Hi everybody,

I need to make a load balance between two WAN connections. I have found some information about it but i dont understand.

"Unlike other guides on this topic I will use a real example - the configuration on our internal network. So to begin with here are the basic data for my network:

#IP address of external interfaces. This is not the gateway address.
IP1=192.168.1.10
IP2=192.168.0.10

#Gateway IP addresses. This is the first (hop) gateway, could be your router IP
#address if it has been configured as the gateway
GW1=192.168.1.1
GW2=192.168.0.1

# Relative weights of routes. Keep this to a low integer value. I am using 4
# for TATA connection because it is 4 times faster
W1=1
W2=4

# Broadband providers name; use your own names here.
NAME1=bsnl
NAME2=tata

You must change the example below to use your own IP addresses and other details. Even with that inconvenience a real example is much easier to understand than examples with complex notations. The example given below is copy-pasted from our intranet configuration. It works perfectly as advertised.

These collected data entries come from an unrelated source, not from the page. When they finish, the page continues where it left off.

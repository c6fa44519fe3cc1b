//! Stub collaborators for unit tests.

use crate::collaborators::{
    Catalog, CompletionRequest, LlmClient, LlmError, LlmResult, Projection, Query, QueryExecutor,
    ResultSet, WarehouseError, WarehouseResult,
};
use async_trait::async_trait;
use serde_json::{json, Value};
use std::collections::{BTreeMap, BTreeSet};
use std::sync::Mutex;
use std::time::Duration;
use summary_types::Identifier;

pub(crate) fn ident(name: &str) -> Identifier {
    Identifier::parse(name).expect("test identifier should be valid")
}

/// Scripted LLM reply.
pub(crate) enum Reply {
    Text(String),
    Delayed(Duration, String),
    Fail(LlmError),
    Hang,
}

type Script = Box<dyn Fn(&CompletionRequest) -> Reply + Send + Sync>;

/// LLM stub that records every request and answers from a script.
pub(crate) struct StubLlm {
    script: Script,
    requests: Mutex<Vec<CompletionRequest>>,
}

impl StubLlm {
    pub(crate) fn new(script: impl Fn(&CompletionRequest) -> Reply + Send + Sync + 'static) -> Self {
        Self {
            script: Box::new(script),
            requests: Mutex::new(Vec::new()),
        }
    }

    /// Replies with the prompt text itself.
    pub(crate) fn echo() -> Self {
        Self::new(|req| Reply::Text(req.prompt.clone()))
    }

    pub(crate) fn requests(&self) -> Vec<CompletionRequest> {
        self.requests.lock().unwrap().clone()
    }
}

#[async_trait]
impl LlmClient for StubLlm {
    async fn invoke(&self, request: &CompletionRequest) -> LlmResult<String> {
        self.requests.lock().unwrap().push(request.clone());
        match (self.script)(request) {
            Reply::Text(text) => Ok(text),
            Reply::Delayed(delay, text) => {
                tokio::time::sleep(delay).await;
                Ok(text)
            }
            Reply::Fail(err) => Err(err),
            Reply::Hang => std::future::pending().await,
        }
    }
}

/// In-memory warehouse keyed by `(database, table)`.
#[derive(Default)]
pub(crate) struct StubWarehouse {
    tables: BTreeMap<(String, String), ResultSet>,
    failing: BTreeSet<String>,
    queries: Mutex<Vec<Query>>,
}

impl StubWarehouse {
    pub(crate) fn new() -> Self {
        Self::default()
    }

    pub(crate) fn with_table(
        mut self,
        database: &str,
        table: &str,
        columns: &[&str],
        rows: Vec<Vec<Value>>,
    ) -> Self {
        self.tables.insert(
            (database.to_owned(), table.to_owned()),
            ResultSet {
                columns: columns.iter().map(|c| (*c).to_owned()).collect(),
                rows,
            },
        );
        self
    }

    /// Adds `count` rows for `patient_id` to a `(patient_id, code, value)` table.
    pub(crate) fn with_patient_rows(
        self,
        database: &str,
        table: &str,
        patient_id: &str,
        count: usize,
    ) -> Self {
        let rows = (0..count)
            .map(|i| vec![json!(patient_id), json!(format!("code-{i}")), json!(i)])
            .collect();
        self.with_table(database, table, &["patient_id", "code", "value"], rows)
    }

    pub(crate) fn failing_table(mut self, table: &str) -> Self {
        self.failing.insert(table.to_owned());
        self
    }

    pub(crate) fn queries(&self) -> Vec<Query> {
        self.queries.lock().unwrap().clone()
    }
}

#[async_trait]
impl Catalog for StubWarehouse {
    async fn list_databases(&self) -> WarehouseResult<Vec<Identifier>> {
        let names: BTreeSet<&str> = self.tables.keys().map(|(db, _)| db.as_str()).collect();
        Ok(names.into_iter().map(ident).collect())
    }

    async fn list_tables(&self, database: &Identifier) -> WarehouseResult<Vec<Identifier>> {
        let tables: Vec<Identifier> = self
            .tables
            .keys()
            .filter(|(db, _)| db == database.as_str())
            .map(|(_, table)| ident(table))
            .collect();
        if tables.is_empty() {
            return Err(WarehouseError::NotFound(format!("database {database}")));
        }
        Ok(tables)
    }
}

#[async_trait]
impl QueryExecutor for StubWarehouse {
    async fn execute(&self, query: &Query) -> WarehouseResult<ResultSet> {
        self.queries.lock().unwrap().push(query.clone());

        if self.failing.contains(query.table.as_str()) {
            return Err(WarehouseError::Backend(format!(
                "table {} is unavailable",
                query.table
            )));
        }

        let key = (query.database.to_string(), query.table.to_string());
        let set = self
            .tables
            .get(&key)
            .ok_or_else(|| WarehouseError::NotFound(format!("table {}", query.table)))?;

        let mut rows: Vec<Vec<Value>> = match &query.filter {
            Some(filter) => {
                let idx = set
                    .columns
                    .iter()
                    .position(|c| c == filter.column.as_str())
                    .ok_or_else(|| {
                        WarehouseError::InvalidQuery(format!("no column {}", filter.column))
                    })?;
                set.rows
                    .iter()
                    .filter(|row| row.get(idx) == Some(&Value::String(filter.value.clone())))
                    .cloned()
                    .collect()
            }
            None => set.rows.clone(),
        };

        let columns = match &query.projection {
            Projection::All => set.columns.clone(),
            Projection::Columns(wanted) => {
                let indices: Vec<usize> = wanted
                    .iter()
                    .filter_map(|w| set.columns.iter().position(|c| c == w.as_str()))
                    .collect();
                rows = rows
                    .into_iter()
                    .map(|row| indices.iter().map(|&i| row[i].clone()).collect())
                    .collect();
                wanted.iter().map(|w| w.to_string()).collect()
            }
        };

        Ok(ResultSet { columns, rows })
    }
}
//! # Summary Warehouse
//!
//! Catalog and query-execution collaborators backed by SQLite.
//!
//! A warehouse is a directory holding one `<database>.db` file per database. Each file holds
//! the flattened record tables (for example `patient`, `observation`, `condition`). Text cells
//! that contain a JSON object or array are returned as structured JSON so nested resource
//! fields survive into the prompts.
//!
//! Queries are built from the typed [`Query`] only: identifiers are validated and quoted, and
//! filter values are always bound parameters.

use async_trait::async_trait;
use rusqlite::types::ValueRef;
use rusqlite::{Connection, OpenFlags};
use serde_json::Value;
use std::path::{Path, PathBuf};
use summary_core::collaborators::{Projection, WarehouseResult};
use summary_core::{Catalog, Identifier, Query, QueryExecutor, ResultSet, WarehouseError};

pub const ENV_WAREHOUSE_DIR: &str = "SUMMARY_WAREHOUSE_DIR";
pub const DEFAULT_WAREHOUSE_DIR: &str = "warehouse";

const DATABASE_EXTENSION: &str = "db";

/// Warehouse directory from an optional environment value; blank means the default.
pub fn warehouse_dir_from_env_value(value: Option<String>) -> PathBuf {
    value
        .filter(|v| !v.trim().is_empty())
        .map(PathBuf::from)
        .unwrap_or_else(|| PathBuf::from(DEFAULT_WAREHOUSE_DIR))
}

/// Warehouse rooted at a directory of SQLite files.
#[derive(Clone, Debug)]
pub struct SqliteWarehouse {
    root: PathBuf,
}

impl SqliteWarehouse {
    /// Create a warehouse over `root`.
    ///
    /// # Errors
    ///
    /// Returns [`WarehouseError::NotFound`] if `root` is not a directory.
    pub fn new(root: impl Into<PathBuf>) -> WarehouseResult<Self> {
        let root = root.into();
        if !root.is_dir() {
            return Err(WarehouseError::NotFound(format!(
                "warehouse directory {}",
                root.display()
            )));
        }
        Ok(Self { root })
    }

    pub fn root(&self) -> &Path {
        &self.root
    }

    fn database_path(&self, database: &Identifier) -> WarehouseResult<PathBuf> {
        let path = self
            .root
            .join(format!("{}.{DATABASE_EXTENSION}", database.as_str()));
        if !path.is_file() {
            return Err(WarehouseError::NotFound(format!("database {database}")));
        }
        Ok(path)
    }
}

#[async_trait]
impl Catalog for SqliteWarehouse {
    async fn list_databases(&self) -> WarehouseResult<Vec<Identifier>> {
        let root = self.root.clone();
        run_blocking(move || {
            let entries = std::fs::read_dir(&root).map_err(|e| {
                WarehouseError::Backend(format!("failed to read warehouse directory: {e}"))
            })?;

            let mut databases = Vec::new();
            for entry in entries.flatten() {
                let path = entry.path();
                if !path.is_file()
                    || path.extension().and_then(|e| e.to_str()) != Some(DATABASE_EXTENSION)
                {
                    continue;
                }
                let Some(stem) = path.file_stem().and_then(|s| s.to_str()) else {
                    continue;
                };
                match Identifier::parse(stem) {
                    Ok(id) => databases.push(id),
                    Err(e) => tracing::warn!("ignoring database file {}: {e}", path.display()),
                }
            }
            databases.sort();
            Ok(databases)
        })
        .await
    }

    async fn list_tables(&self, database: &Identifier) -> WarehouseResult<Vec<Identifier>> {
        let path = self.database_path(database)?;
        run_blocking(move || {
            let conn = open_read_only(&path)?;
            Ok(table_names(&conn)?
                .into_iter()
                .filter_map(|name| Identifier::parse(&name).ok())
                .collect())
        })
        .await
    }
}

#[async_trait]
impl QueryExecutor for SqliteWarehouse {
    async fn execute(&self, query: &Query) -> WarehouseResult<ResultSet> {
        let path = self.database_path(&query.database)?;
        let query = query.clone();
        run_blocking(move || {
            let conn = open_read_only(&path)?;
            if !table_names(&conn)?.iter().any(|t| t == query.table.as_str()) {
                return Err(WarehouseError::NotFound(format!(
                    "table {} in database {}",
                    query.table, query.database
                )));
            }
            execute_query(&conn, &query)
        })
        .await
    }
}

async fn run_blocking<T, F>(work: F) -> WarehouseResult<T>
where
    T: Send + 'static,
    F: FnOnce() -> WarehouseResult<T> + Send + 'static,
{
    tokio::task::spawn_blocking(work)
        .await
        .map_err(|e| WarehouseError::Backend(format!("warehouse task failed: {e}")))?
}

fn backend(err: rusqlite::Error) -> WarehouseError {
    WarehouseError::Backend(err.to_string())
}

fn open_read_only(path: &Path) -> WarehouseResult<Connection> {
    Connection::open_with_flags(
        path,
        OpenFlags::SQLITE_OPEN_READ_ONLY | OpenFlags::SQLITE_OPEN_NO_MUTEX,
    )
    .map_err(backend)
}

fn table_names(conn: &Connection) -> WarehouseResult<Vec<String>> {
    let mut stmt = conn
        .prepare(
            "SELECT name FROM sqlite_master \
             WHERE type IN ('table', 'view') AND name NOT LIKE 'sqlite_%' \
             ORDER BY name",
        )
        .map_err(backend)?;
    let names = stmt
        .query_map([], |row| row.get::<_, String>(0))
        .map_err(backend)?
        .collect::<Result<Vec<_>, _>>()
        .map_err(backend)?;
    Ok(names)
}

/// Render the SQL for `query`. The filter value is left as parameter `?1`.
///
/// Rows come back in SQLite scan order; views and `WITHOUT ROWID` tables have no rowid to
/// sort by.
pub fn build_sql(query: &Query) -> String {
    let projection = match &query.projection {
        Projection::All => "*".to_string(),
        Projection::Columns(columns) => columns
            .iter()
            .map(Identifier::quoted)
            .collect::<Vec<_>>()
            .join(", "),
    };

    let mut sql = format!("SELECT {projection} FROM {}", query.table.quoted());
    if let Some(filter) = &query.filter {
        sql.push_str(&format!(" WHERE {} = ?1", filter.column.quoted()));
    }
    sql
}

fn execute_query(conn: &Connection, query: &Query) -> WarehouseResult<ResultSet> {
    let sql = build_sql(query);
    tracing::debug!(%sql, "executing warehouse query");

    let mut stmt = conn.prepare(&sql).map_err(|e| match e {
        rusqlite::Error::SqliteFailure(_, Some(ref msg)) if msg.contains("no such column") => {
            WarehouseError::InvalidQuery(msg.clone())
        }
        other => backend(other),
    })?;
    let columns: Vec<String> = stmt.column_names().into_iter().map(String::from).collect();
    let width = columns.len();

    let mut rows = match &query.filter {
        Some(filter) => stmt.query([filter.value.as_str()]),
        None => stmt.query([]),
    }
    .map_err(backend)?;

    let mut out = Vec::new();
    while let Some(row) = rows.next().map_err(backend)? {
        let mut values = Vec::with_capacity(width);
        for index in 0..width {
            values.push(to_json(row.get_ref(index).map_err(backend)?));
        }
        out.push(values);
    }

    Ok(ResultSet { columns, rows: out })
}

fn to_json(value: ValueRef<'_>) -> Value {
    match value {
        ValueRef::Null => Value::Null,
        ValueRef::Integer(i) => Value::from(i),
        ValueRef::Real(f) => serde_json::Number::from_f64(f)
            .map(Value::Number)
            .unwrap_or(Value::Null),
        ValueRef::Text(bytes) => {
            let text = String::from_utf8_lossy(bytes);
            let trimmed = text.trim_start();
            if trimmed.starts_with('{') || trimmed.starts_with('[') {
                if let Ok(json) = serde_json::from_str::<Value>(&text) {
                    return json;
                }
            }
            Value::String(text.into_owned())
        }
        ValueRef::Blob(bytes) => Value::String(format!("<binary {} bytes>", bytes.len())),
    }
}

Note: In this step fail-over is not addressed. It is provided later with a script which runs on startup.

First you need to create two (or more) routes in the routing table ( /etc/iproute2/rt_tables ). Open the file and make changes similar to what is show below. I added the following for my two connections:

1 bsnl
2 tata


To add a default load balancing route for our outgoing traffic using our dual internet connections (ADSL broadband connections from BSNL & Tata Indicom) here are the lines I included in rc.local file:

ip route add 192.168.1.0/24 dev eth1 src 192.168.1.10 table bsnl
ip route add default via 192.168.1.1 table bsnl
ip route add 192.168.0.0/24 dev eth2 src 192.168.0.10 table tata
ip route add default via 192.168.0.1 table tata
ip rule add from 192.168.1.10 table bsnl
ip rule add from 192.168.0.10 table tata
ip route add default scope global nexthop via 192.168.1.1 dev eth1 weight 1 nexthop via 192.168.0.1 dev eth2 weight 4


Adding them to rc.local ensures that they are execute automatically on startup. You can also run them manually from the command line.

This completes the load balancing part. Let's now see how we can achieve fail-over so the routes are automatically changed when one or more connections are down and then changed again when one or more more connections come back up again. To do this magic I used a script.

"

I dont understand what are they doing with the routing table. Global scope, link scope..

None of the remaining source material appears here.